心と体の自己治癒能力を高めるために 自律訓練法

マインドの使い方

皆さんは自律訓練法というものを知っているだろうか。全くもってメジャーではないものだが、1度くらいは聞いたことがある人が多いのではないだろうか。

私は3年間ほど毎日自律訓練法を行なっていた。今は別の瞑想法を行っているため、気が向いた時しか行なっていないが、健康法として非常に有効で、世間ではリラックス法として浸透されているが、自律訓練法を実践していると体や精神の不調が改善されるケースが多く、人によっては偏頭痛や鬱や睡眠障害等が改善したりもする。

なぜこのような事が起こるのかについてはまだはっきり分かってないが、ここでは私なりの解釈とそのやり方、効果等を記載したいと思う。

自律訓練法とは

自律訓練法とは、瞑想法の一種で、ドイツの精神医学者のヨハネス・ハインリッヒ・シュルツによって開発された自己催眠法である。

シュルツは催眠状態になった人は共通の体感を得ていることに注目し、一人でこの体感を得ることができれば自己催眠が可能なのではないかと考えた。この考えを基に開発したのが自律訓練法だ。

自律訓練法では、体の部位の体感を催眠状態と同様なものに変化させることで、一人で催眠状態(トランスや変性意識と言われている状態)に入る事ができるようになる。

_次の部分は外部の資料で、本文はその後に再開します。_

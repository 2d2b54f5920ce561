//! # Payment Facility
//!
//! An in-memory fungible token ledger with the classic
//! transfer/approve/transferFrom triad. The marketplace engine never
//! touches balances directly: buyers grant the engine an allowance, and
//! every pull into custody goes through [`TokenLedger::transfer_from`] so
//! that a failed pull aborts the operation before any engine state has
//! changed.
//!
//! All arithmetic is checked — wrapping arithmetic and money do not mix.

use std::collections::HashMap;

use serde::{Deserialize, Serialize};
use thiserror::Error;

use crate::Address;

// ---------------------------------------------------------------------------
// Errors
// ---------------------------------------------------------------------------

/// Errors that can occur during token ledger operations.
#[derive(Debug, Error)]
pub enum PaymentError {
    /// The debited account does not hold enough funds.
    #[error("insufficient balance: {holder} has {available}, requested {requested}")]
    InsufficientBalance {
        /// The account being debited.
        holder: Address,
        /// Its current balance.
        available: u64,
        /// The amount that was requested.
        requested: u64,
    },

    /// The spender's allowance does not cover the requested amount.
    #[error(
        "insufficient allowance: {spender} may spend {allowed} of {owner}'s funds, requested {requested}"
    )]
    InsufficientAllowance {
        /// The account whose funds are being spent.
        owner: Address,
        /// The account doing the spending.
        spender: Address,
        /// The current approved amount.
        allowed: u64,
        /// The amount that was requested.
        requested: u64,
    },

    /// Crediting the amount would overflow the recipient's balance.
    #[error("balance overflow: crediting {credit} to {holder} would exceed u64::MAX")]
    Overflow {
        /// The account being credited.
        holder: Address,
        /// The amount that caused the overflow.
        credit: u64,
    },
}

// ---------------------------------------------------------------------------
// Token Ledger
// ---------------------------------------------------------------------------

/// The fungible payment facility backing every sale.
///
/// One ledger tracks one payment unit (e.g. the platform token). Balances
/// and allowances are plain maps; `mint` is open issuance used to bootstrap
/// balances — production deployments gate issuance upstream of the engine.
#[derive(Debug, Clone, Serialize, Deserialize)]
pub struct TokenLedger {
    /// Ticker of the payment unit this ledger settles in.
    unit: String,
    /// Per-address balances in the smallest denomination.
    balances: HashMap<Address, u64>,
    /// Allowances: `owner -> (spender -> approved amount)`.
    allowances: HashMap<Address, HashMap<Address, u64>>,
}

impl TokenLedger {
    /// Creates an empty ledger for the given payment unit.
    pub fn new(unit: impl Into<String>) -> Self {
        Self {
            unit: unit.into(),
            balances: HashMap::new(),
            allowances: HashMap::new(),
        }
    }

    /// The ticker of the payment unit.
    pub fn unit(&self) -> &str {
        &self.unit
    }

    /// Current balance of an address. Unknown addresses hold zero.
    pub fn balance_of(&self, holder: &str) -> u64 {
        self.balances.get(holder).copied().unwrap_or(0)
    }

    /// Current allowance granted by `owner` to `spender`.
    pub fn allowance(&self, owner: &str, spender: &str) -> u64 {
        self.allowances
            .get(owner)
            .and_then(|spenders| spenders.get(spender))
            .copied()
            .unwrap_or(0)
    }

    /// Issues new units to an address.
    ///
    /// # Errors
    ///
    /// Returns [`PaymentError::Overflow`] if the credit would overflow.
    pub fn mint(&mut self, to: &str, amount: u64) -> Result<(), PaymentError> {
        self.credit(to, amount)
    }

    /// Sets the allowance granted by `owner` to `spender`.
    ///
    /// Overwrites any previous approval — the ERC20 increase/decrease dance
    /// is not needed inside a serialized execution model.
    pub fn approve(&mut self, owner: &str, spender: &str, amount: u64) {
        self.allowances
            .entry(owner.to_string())
            .or_default()
            .insert(spender.to_string(), amount);
    }

    /// Moves `amount` from `from` to `to`.
    ///
    /// # Errors
    ///
    /// Returns [`PaymentError::InsufficientBalance`] if `from` cannot cover
    /// the amount, or [`PaymentError::Overflow`] on recipient overflow. The
    /// ledger is unchanged on error.
    pub fn transfer(&mut self, from: &str, to: &str, amount: u64) -> Result<(), PaymentError> {
        let available = self.balance_of(from);
        if available < amount {
            return Err(PaymentError::InsufficientBalance {
                holder: from.to_string(),
                available,
                requested: amount,
            });
        }
        // Check the credit side before debiting so a failure leaves no trace.
        let recipient = self.balance_of(to);
        let credited = recipient
            .checked_add(amount)
            .ok_or_else(|| PaymentError::Overflow {
                holder: to.to_string(),
                credit: amount,
            })?;

        self.balances.insert(from.to_string(), available - amount);
        self.balances.insert(to.to_string(), credited);
        Ok(())
    }

    /// Moves `amount` from `owner` to `to`, spending `spender`'s allowance.
    ///
    /// # Errors
    ///
    /// Returns [`PaymentError::InsufficientAllowance`] if the approval does
    /// not cover the amount, plus the [`transfer`](Self::transfer) errors.
    pub fn transfer_from(
        &mut self,
        spender: &str,
        owner: &str,
        to: &str,
        amount: u64,
    ) -> Result<(), PaymentError> {
        let allowed = self.allowance(owner, spender);
        if allowed < amount {
            return Err(PaymentError::InsufficientAllowance {
                owner: owner.to_string(),
                spender: spender.to_string(),
                allowed,
                requested: amount,
            });
        }

        self.transfer(owner, to, amount)?;

        self.allowances
            .entry(owner.to_string())
            .or_default()
            .insert(spender.to_string(), allowed - amount);
        Ok(())
    }

    fn credit(&mut self, to: &str, amount: u64) -> Result<(), PaymentError> {
        let current = self.balance_of(to);
        let credited = current
            .checked_add(amount)
            .ok_or_else(|| PaymentError::Overflow {
                holder: to.to_string(),
                credit: amount,
            })?;
        self.balances.insert(to.to_string(), credited);
        Ok(())
    }
}

// ---------------------------------------------------------------------------
// Tests
// ---------------------------------------------------------------------------

#[cfg(test)]
mod tests {
    use super::*;

    #[test]
    fn mint_and_transfer() {
        let mut ledger = TokenLedger::new("LFG");
        ledger.mint("alice", 1_000).unwrap();
        ledger.transfer("alice", "bob", 400).unwrap();
        assert_eq!(ledger.balance_of("alice"), 600);
        assert_eq!(ledger.balance_of("bob"), 400);
    }

    #[test]
    fn transfer_more_than_balance_fails() {
        let mut ledger = TokenLedger::new("LFG");
        ledger.mint("alice", 100).unwrap();
        let result = ledger.transfer("alice", "bob", 101);
        assert!(matches!(
            result,
            Err(PaymentError::InsufficientBalance { available: 100, requested: 101, .. })
        ));
        // No partial effect.
        assert_eq!(ledger.balance_of("alice"), 100);
        assert_eq!(ledger.balance_of("bob"), 0);
    }

    #[test]
    fn transfer_from_spends_allowance() {
        let mut ledger = TokenLedger::new("LFG");
        ledger.mint("alice", 1_000).unwrap();
        ledger.approve("alice", "market", 500);

        ledger.transfer_from("market", "alice", "escrow", 300).unwrap();
        assert_eq!(ledger.balance_of("escrow"), 300);
        assert_eq!(ledger.allowance("alice", "market"), 200);
    }

    #[test]
    fn transfer_from_without_allowance_fails() {
        let mut ledger = TokenLedger::new("LFG");
        ledger.mint("alice", 1_000).unwrap();

        let result = ledger.transfer_from("market", "alice", "escrow", 1);
        assert!(matches!(result, Err(PaymentError::InsufficientAllowance { .. })));
        assert_eq!(ledger.balance_of("alice"), 1_000);
    }

    #[test]
    fn failed_transfer_from_keeps_allowance() {
        let mut ledger = TokenLedger::new("LFG");
        ledger.mint("alice", 100).unwrap();
        ledger.approve("alice", "market", 500);

        // Allowance covers it, balance does not.
        let result = ledger.transfer_from("market", "alice", "escrow", 200);
        assert!(matches!(result, Err(PaymentError::InsufficientBalance { .. })));
        assert_eq!(ledger.allowance("alice", "market"), 500);
    }
}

実際、私も自律訓練法で変性意識状態へ入る事ができるが、自由にできるようになるには、毎日15分ほど練習して1年ぐらいかかった。

私は自力でできるようになったが、今にして思えば、プロにお願いし、深い変性意識へ誘導してもらった方が手っ取り早かったと思う。

なぜなら、一人で訓練する場合だと、初めの頃は変性意識が深まる感覚がどのようなものかわからないからだ。

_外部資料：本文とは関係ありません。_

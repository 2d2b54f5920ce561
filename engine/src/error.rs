//! # Engine Error Taxonomy
//!
//! Every public operation reports failure through [`MarketError`], grouped
//! in four tiers:
//!
//! 1. **Authorization** — wrong caller (not seller, not bidder, banned).
//! 2. **Validation** — malformed request (bad duration, zero price, tie bid).
//! 3. **State** — the request is well-formed but the listing/bid is not in
//!    a state that allows it (not expired yet, already resolved, outbid).
//! 4. **Invariant** — conditions the state machine makes unreachable; if
//!    one surfaces, the engine itself is broken, not the caller.
//!
//! Each condition carries a stable, human-readable reason string used for
//! both programmatic dispatch and display. Operations are atomic: an error
//! means no state was mutated.

use thiserror::Error;

use crate::access::AccessError;
use crate::asset::AssetError;
use crate::burn::BurnError;
use crate::config::ConfigError;
use crate::escrow::EscrowError;
use crate::listing::{BiddingId, ListingId};
use crate::payment::PaymentError;
use crate::Address;

/// Errors reported by the marketplace engine's public operations.
#[derive(Debug, Error)]
pub enum MarketError {
    // -- authorization ------------------------------------------------------
    /// The participant is banned.
    #[error("account {0} is blacklisted")]
    Blacklisted(Address),

    /// Only the listing's seller may cancel it.
    #[error("only seller can remove")]
    NotSeller,

    /// Only the winning bidder may claim.
    #[error("only the bidder can claim")]
    NotBidder,

    // -- validation ---------------------------------------------------------
    /// The asset registry has not been approved for listing.
    #[error("asset registry {0} is not whitelisted")]
    RegistryNotWhitelisted(Address),

    /// No registry is registered under this address.
    #[error("unknown asset registry {0}")]
    UnknownRegistry(Address),

    /// Listings must carry a non-zero price.
    #[error("price must be greater than zero")]
    ZeroPrice,

    /// Listings must cover at least one unit.
    #[error("copies must be greater than zero")]
    ZeroCopies,

    /// A single-copy registry cannot list more than one unit per call.
    #[error("a single-copy registry allows exactly one copy per listing")]
    TooManyCopies,

    /// Duration outside the configured strict-exclusive window.
    #[error("invalid duration: {duration_secs}s is outside ({min_secs}s, {max_secs}s)")]
    InvalidDuration {
        /// The rejected duration.
        duration_secs: u64,
        /// Configured lower bound (exclusive).
        min_secs: u64,
        /// Configured upper bound (exclusive).
        max_secs: u64,
    },

    /// Dutch auctions need a positive interval and a step below the price.
    #[error("invalid dutch auction parameters: interval {interval_secs}s, step {step}")]
    InvalidDutchParams {
        /// The rejected discount interval.
        interval_secs: u64,
        /// The rejected discount step.
        step: u64,
    },

    /// The restricted collection may only settle in its mandated unit.
    #[error("restricted collection can only sell for {unit}")]
    RestrictedCollection {
        /// The mandated payment unit.
        unit: String,
    },

    /// Bids must strictly exceed the current floor; ties are rejected.
    #[error("bid price too low: offered {offered}, must exceed {floor}")]
    BidTooLow {
        /// The rejected bid amount.
        offered: u64,
        /// The current highest bid or starting price.
        floor: u64,
    },

    // -- state --------------------------------------------------------------
    /// The listing does not exist (or was already resolved and retired).
    #[error("listing {0} not found")]
    ListingNotFound(ListingId),

    /// The bidding does not exist (or was displaced and refunded).
    #[error("bidding {0} not found")]
    BiddingNotFound(BiddingId),

    /// Bids only apply to Auction-mode listings.
    #[error("can only bid for listing on auction")]
    NotAnAuction,

    /// Buy-now only applies to FixedPrice and DutchAuction listings.
    #[error("can only buy a fixed price or dutch auction listing")]
    NotBuyable,

    /// Sellers cannot bid on their own listings.
    #[error("bidder cannot be seller")]
    BidderIsSeller,

    /// Sellers cannot buy their own listings.
    #[error("buyer cannot be seller")]
    BuyerIsSeller,

    /// The sale window has not opened yet.
    #[error("the sale has not started")]
    NotStarted,

    /// The sale window has closed.
    #[error("the listing has expired")]
    ListingExpired,

    /// Claiming before the auction window has elapsed.
    #[error("the bidding period hasn't completed")]
    BiddingInProgress,

    /// The referenced bid is not the listing's current highest.
    #[error("the bidding is not the highest price")]
    NotHighestBid,

    /// Cancelling a time-boxed listing before its window has elapsed.
    #[error("the listing hasn't expired")]
    NotExpired,

    /// Cancelling a listing that has a live bid.
    #[error("cannot remove a listing with an active bid")]
    ActiveBid,

    // -- wrapped collaborator failures ---------------------------------------
    /// Buyer/bidder funds could not be pulled.
    #[error(transparent)]
    Payment(#[from] PaymentError),

    /// Asset custody could not be established at listing time.
    #[error(transparent)]
    Asset(#[from] AssetError),

    /// Escrow crediting failed.
    #[error(transparent)]
    Escrow(#[from] EscrowError),

    /// Burn accumulator interaction failed.
    #[error(transparent)]
    Burn(#[from] BurnError),

    /// Configuration mutation failed.
    #[error(transparent)]
    Config(#[from] ConfigError),

    /// Access registry mutation failed.
    #[error(transparent)]
    Access(#[from] AccessError),

    // -- invariant ----------------------------------------------------------
    /// A condition the state machine is supposed to make unreachable.
    ///
    /// Surfacing this means the engine's own bookkeeping is broken (an
    /// escrowed unit vanished, a ledger underflowed). Callers cannot
    /// recover from it and should treat it as fatal.
    #[error("invariant violation: {0}")]
    Invariant(String),
}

私の場合、半年ぐらい続けてると、なんとなく感覚が変わってっくるのがわかるが、これが本当に変性意識なのか確信が持てなかった。1年ぐらい続けてやっと確信が持てるようになり、ある程度自由に変性意識へ入れるようになった覚えがある。

今から始める人は、信頼できそうな催眠術師や自律訓練法を指導できるプロへお願いするのをお勧めする。腕の良い人なら私の1年を1日へ短縮してくれるだろう。それぐらい催眠において、相対での経験値は高くなる。

自律訓練法の効果

自律訓練法の効果としては、佐々木先生の上記の書籍に以下のようにある。

蓄積された疲労の回復がえられる。
イライラせず、穏やかになる。
自己統制力が増し、衝動的行動が少なくなる。
仕事や勉強の能率が上がるようになる。
身体的な痛みや精神的な苦痛が緩和される。
内省力がつき、自己向上性が増す。

こう見るとまるで魔法のようなツールに見えるが、まさにその通りで、上記の効果は程度の差はあるものの実際現れている気がする。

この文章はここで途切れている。